清潔感を保ちつつ、息遣いと方向性と情感を表すのは並々ならぬエネルギーと技術とチームワークが必要ですが、彼らの演奏はそれらが揃っているように思えました。ロンクイッチさんの指揮により、続いてハイドンのシンフォニーニ長調 N.80。モーツァルト時代、マンハイムオーケストラはこんな演奏をしたのかもしれない、、、と想像してしまいましたが、急激なクレッシェンドやスビト・ピアノ(突然に弱音にする効果)などの変幻自在な
演奏に、大拍手!
image
後半のモーツァルト・ピアノ協奏曲第27番も、装飾を加えた自由な演奏で、見事でした。静謐さよりエネルギーが前面に出ているようなところも感じましたが、この晩年の名曲を単に神秘的で肩の力が抜けた天上の音楽としないところもロンクイッチさんの個性なのでしょう。
image
終演は午後11時過ぎ。夜7時に始まり、9時に会場をあとにする日本のコンサートとは2時間ずれています。
これでも「北に行くほど開演時間は早い」」そうで、スペインは11時始まりのコンサートもざらだとか。
コンサートの余韻に浸りながら、イタリアモーツァルト協会のヴォラーニ会長とザルツブルクから打ち合わせに来られていたドクター・チヴィディーニと3人で夜のバーに繰り出しました。なんと、そのバーは、その昔モーツァルトが滞在したホテルだったそうです。
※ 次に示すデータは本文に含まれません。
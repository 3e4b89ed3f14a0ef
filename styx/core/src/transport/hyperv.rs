//! Hyper-V Socket Transport (Windows)
//!
//! `AF_HYPERV` sockets are ordinary Winsock stream sockets with their own
//! address family, so they are created through `socket2`. Accept and connect
//! are blocking calls: accept runs on a dedicated thread per listener,
//! connect on the blocking pool. Once established, the socket is switched to
//! non-blocking mode and registered with tokio as a stream socket.

use std::io;
use std::mem;

use async_trait::async_trait;
use socket2::{Domain, Protocol, SockAddr, Socket, Type};
use uuid::Uuid;

use super::blocking_accept::BlockingAcceptor;
use super::{Connection, Dial};
use crate::target::HyperVAddress;

/// `AF_HYPERV` from `hvsocket.h`
const AF_HYPERV: i32 = 34;

/// `HV_PROTOCOL_RAW` from `hvsocket.h`
const HV_PROTOCOL_RAW: i32 = 1;

/// Winsock `GUID` layout
#[repr(C)]
struct Guid {
    data1: u32,
    data2: u16,
    data3: u16,
    data4: [u8; 8],
}

impl From<Uuid> for Guid {
    fn from(uuid: Uuid) -> Self {
        let (data1, data2, data3, data4) = uuid.as_fields();
        Self {
            data1,
            data2,
            data3,
            data4: *data4,
        }
    }
}

/// `SOCKADDR_HV` from `hvsocket.h`
#[repr(C)]
struct SockAddrHv {
    family: u16,
    reserved: u16,
    vm_id: Guid,
    service_id: Guid,
}

/// Resolved GUID pair of a Hyper-V target
#[derive(Clone, Copy, Debug)]
pub struct HvEndpoint {
    vm_id: Uuid,
    service_id: Uuid,
}

impl HvEndpoint {
    /// Resolve the textual ids of a target
    ///
    /// # Errors
    ///
    /// Returns the parse error of whichever id is not a GUID or alias.
    pub fn resolve(address: &HyperVAddress) -> Result<Self, uuid::Error> {
        Ok(Self {
            vm_id: address.vm_guid()?,
            service_id: address.service_guid()?,
        })
    }

    fn sock_addr(self) -> io::Result<SockAddr> {
        let raw = SockAddrHv {
            family: AF_HYPERV as u16,
            reserved: 0,
            vm_id: self.vm_id.into(),
            service_id: self.service_id.into(),
        };
        // SAFETY: SOCKADDR_HV is smaller than SOCKADDR_STORAGE and the
        // reported length matches what was written.
        let ((), addr) = unsafe {
            SockAddr::try_init(|storage, len| {
                storage.cast::<SockAddrHv>().write(raw);
                *len = mem::size_of::<SockAddrHv>() as _;
                Ok(())
            })
        }?;
        Ok(addr)
    }

    fn socket() -> io::Result<Socket> {
        Socket::new(
            Domain::from(AF_HYPERV),
            Type::STREAM,
            Some(Protocol::from(HV_PROTOCOL_RAW)),
        )
    }
}

/// Hand an established hypervisor socket to tokio
fn into_connection(socket: Socket, peer: String) -> io::Result<Connection> {
    socket.set_nonblocking(true)?;
    let stream = tokio::net::TcpStream::from_std(std::net::TcpStream::from(socket))?;
    Ok(Connection::new(stream, peer))
}

/// Hyper-V socket bound to a `(vm_id, service_id)` pair, not yet listening
#[derive(Debug)]
pub struct HyperVSocket {
    socket: Socket,
    label: String,
}

impl HyperVSocket {
    /// Create and bind the socket
    ///
    /// # Errors
    ///
    /// Returns the Winsock error from `socket` or `bind`.
    pub fn bind(endpoint: HvEndpoint, label: String) -> io::Result<Self> {
        let socket = HvEndpoint::socket()?;
        socket.bind(&endpoint.sock_addr()?)?;
        Ok(Self { socket, label })
    }

    /// Start listening and hand the socket to its accept thread
    ///
    /// # Errors
    ///
    /// Returns the Winsock error from `listen`, or the thread spawn error.
    pub fn listen(self, backlog: u32) -> io::Result<HyperVListener> {
        self.socket
            .listen(i32::try_from(backlog).unwrap_or(i32::MAX))?;
        let socket = self.socket;
        let acceptor = BlockingAcceptor::spawn(format!("hv-accept {}", self.label), move || {
            socket.accept().map(|(stream, _addr)| stream)
        })?;
        Ok(HyperVListener {
            acceptor,
            label: self.label,
        })
    }
}

/// Listening Hyper-V socket
#[derive(Debug)]
pub struct HyperVListener {
    acceptor: BlockingAcceptor<Socket>,
    label: String,
}

impl HyperVListener {
    /// Wait for the next inbound connection
    ///
    /// # Errors
    ///
    /// Returns the Winsock error from `accept`.
    pub async fn accept(&mut self) -> io::Result<Connection> {
        let stream = self.acceptor.accept().await?;
        into_connection(stream, self.label.clone())
    }
}

/// Dial procedure for `hyperv-connect://` targets
///
/// Ids are resolved on every attempt, so an id that is not a GUID is a
/// failed dial (and retried) rather than a startup error.
#[derive(Debug)]
pub struct HyperVDialer {
    address: HyperVAddress,
    label: String,
}

impl HyperVDialer {
    /// Build a dialer; nothing is opened until [`Dial::dial`]
    #[must_use]
    pub fn new(address: HyperVAddress, label: String) -> Self {
        Self { address, label }
    }
}

#[async_trait]
impl Dial for HyperVDialer {
    async fn dial(&self) -> io::Result<Connection> {
        let endpoint = HvEndpoint::resolve(&self.address)
            .map_err(|e| io::Error::new(io::ErrorKind::InvalidInput, e))?;
        let stream = tokio::task::spawn_blocking(move || {
            // A failed connect drops (closes) this endpoint; the next attempt
            // starts from a fresh socket.
            let socket = HvEndpoint::socket()?;
            socket.connect(&endpoint.sock_addr()?)?;
            Ok::<_, io::Error>(socket)
        })
        .await
        .map_err(io::Error::other)??;
        into_connection(stream, self.label.clone())
    }

    fn describe(&self) -> String {
        self.label.clone()
    }
}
それを聞いて「え~!すごい!」とはしゃぎ、写真を撮ろうとする私を制してヴォラーニ会長は「なにをぐずぐずしておるんじゃ。早く中に入って。君はおなかがすいているんじゃなかったのかね。」と一喝。ヴォラーニ会長は、コンピュータ関係のビジネスマンでイタリア人らしからぬ”せっかちさん”です。
モーツァルトが滞在、モーツァルトが演奏、モーツァルトが・・・となると我々日本人は興奮してしまいますが、考えてみるとそこらじゅうに、歴史が残る彼らにとっては、いちいち立ち止まるほど珍しくないのでしょう。
チヴィディーニ氏とは、モーツァルトの使用したヴァルター・ピアノのこと、ハンガリーで発見されたKV331の自筆譜の話題で盛り上がりました。
2000年頃ハンガリーから送られてきた手稿譜を2014年に「自筆譜」と鑑定したのが、ザルツブルク・モーツァルテウム財団。その鑑定に必要なのは、透かし模様で、すぐに判断可能だったそうです。当時の透かし模様を入れる仕組みを教えてくださいましたが、日本の割り印のように、重ねればすぐに鏡のようにわかる仕組みです。
「すぐに判断可能なのに、なぜ4年かかったの?」と尋ねる私に、「それは僕にもわからないなぁ。」と。
ハンガリーの政治的事情など、複雑な理由があるのかもしれないし、単に他にたくさんの事項が山積みだったのかもしれません。いずれにせよ、モーツァルト研究今世紀最大の発見が世にでるまでに、4年の歳月を待った、ということです。
明日は、この自筆譜発見バージョンで、モーツァルト時代のヴァルター・モデルのフォルテピアノで演奏します。